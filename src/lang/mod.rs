//! Per-language lexical descriptors.
//!
//! Each supported language is described by a `'static` [`LanguageDescriptor`]:
//! comment syntax, how blocks are delimited, where doc comments live and the
//! header patterns the scanners use to find classes and functions. Nothing
//! here parses anything; the strategies read these tables.

use serde::{Deserialize, Serialize};
use std::fmt;
use std::path::Path;

mod descriptors;

pub use descriptors::{CPP, JAVA, JAVASCRIPT, JSX, PYTHON, TYPESCRIPT};

/// Supported languages.
#[derive(Debug, Copy, Clone, PartialEq, Eq, Hash, PartialOrd, Ord, Serialize, Deserialize)]
#[serde(rename_all = "lowercase")]
pub enum Language {
    Python,
    Java,
    JavaScript,
    TypeScript,
    Jsx,
    Cpp,
}

impl Language {
    pub const ALL: [Language; 6] = [
        Language::Python,
        Language::Java,
        Language::JavaScript,
        Language::TypeScript,
        Language::Jsx,
        Language::Cpp,
    ];

    pub fn descriptor(self) -> &'static LanguageDescriptor {
        match self {
            Language::Python => &PYTHON,
            Language::Java => &JAVA,
            Language::JavaScript => &JAVASCRIPT,
            Language::TypeScript => &TYPESCRIPT,
            Language::Jsx => &JSX,
            Language::Cpp => &CPP,
        }
    }

    /// Detection by file extension, case-insensitive.
    pub fn from_extension(ext: &str) -> Option<Self> {
        let ext = ext.to_ascii_lowercase();
        Language::ALL
            .into_iter()
            .find(|lang| lang.descriptor().extensions.contains(&ext.as_str()))
    }

    pub fn from_path(path: &Path) -> Option<Self> {
        path.extension()
            .and_then(|ext| ext.to_str())
            .and_then(Language::from_extension)
    }

    pub fn docstring_format(self) -> &'static str {
        self.descriptor().docstring_format
    }
}

impl fmt::Display for Language {
    fn fmt(&self, f: &mut fmt::Formatter<'_>) -> fmt::Result {
        f.write_str(self.descriptor().name)
    }
}

/// How a language delimits blocks.
#[derive(Debug, Copy, Clone, PartialEq, Eq)]
pub enum BlockStyle {
    /// `{ ... }` with brace depth tracking
    Braces,
    /// Significant indentation after a `:` header
    Indentation,
}

/// Where documentation for a declaration is written.
#[derive(Debug, Copy, Clone, PartialEq, Eq)]
pub enum DocPlacement {
    /// A comment block directly above the declaration
    Preceding,
    /// A string literal as the first statement of the body
    BodyLeading,
}

/// Static lexical description of one language.
#[derive(Debug)]
pub struct LanguageDescriptor {
    pub language: Language,
    pub name: &'static str,
    pub extensions: &'static [&'static str],
    /// Line comment token (`//`, `#`)
    pub line_comment: &'static str,
    /// Block comment delimiters, if the language has them
    pub block_comment: Option<(&'static str, &'static str)>,
    /// Quote characters that open single-line string literals
    pub string_delimiters: &'static [char],
    /// Quote character whose literals may span lines (JS template strings)
    pub multiline_string: Option<char>,
    /// Lines starting with `<` are markup; quotes on them are plain text
    pub markup_aware: bool,
    pub block_style: BlockStyle,
    pub doc_placement: DocPlacement,
    /// Lines directly above a header that belong to the declaration
    /// (annotations, decorators, template heads)
    pub attachment_patterns: &'static [&'static str],
    pub class_patterns: &'static [&'static str],
    pub function_patterns: &'static [&'static str],
    /// Leading words that mark a statement, never a declaration header
    pub statement_keywords: &'static [&'static str],
    /// Template used when generating a doc comment for this language
    pub docstring_format: &'static str,
}

impl LanguageDescriptor {
    pub fn supports_path(&self, path: &Path) -> bool {
        Language::from_path(path) == Some(self.language)
    }

    /// Whether the first word of `trimmed` is a statement keyword.
    pub fn starts_with_statement(&self, trimmed: &str) -> bool {
        let word: String = trimmed
            .chars()
            .take_while(|c| c.is_alphanumeric() || *c == '_')
            .collect();
        !word.is_empty() && self.statement_keywords.contains(&word.as_str())
    }
}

**About this task**. In the records above, find each line that holds the word "bool"; copy all such lines.

**Output**.
    pub markup_aware: bool,
    pub fn supports_path(&self, path: &Path) -> bool {
    pub fn starts_with_statement(&self, trimmed: &str) -> bool {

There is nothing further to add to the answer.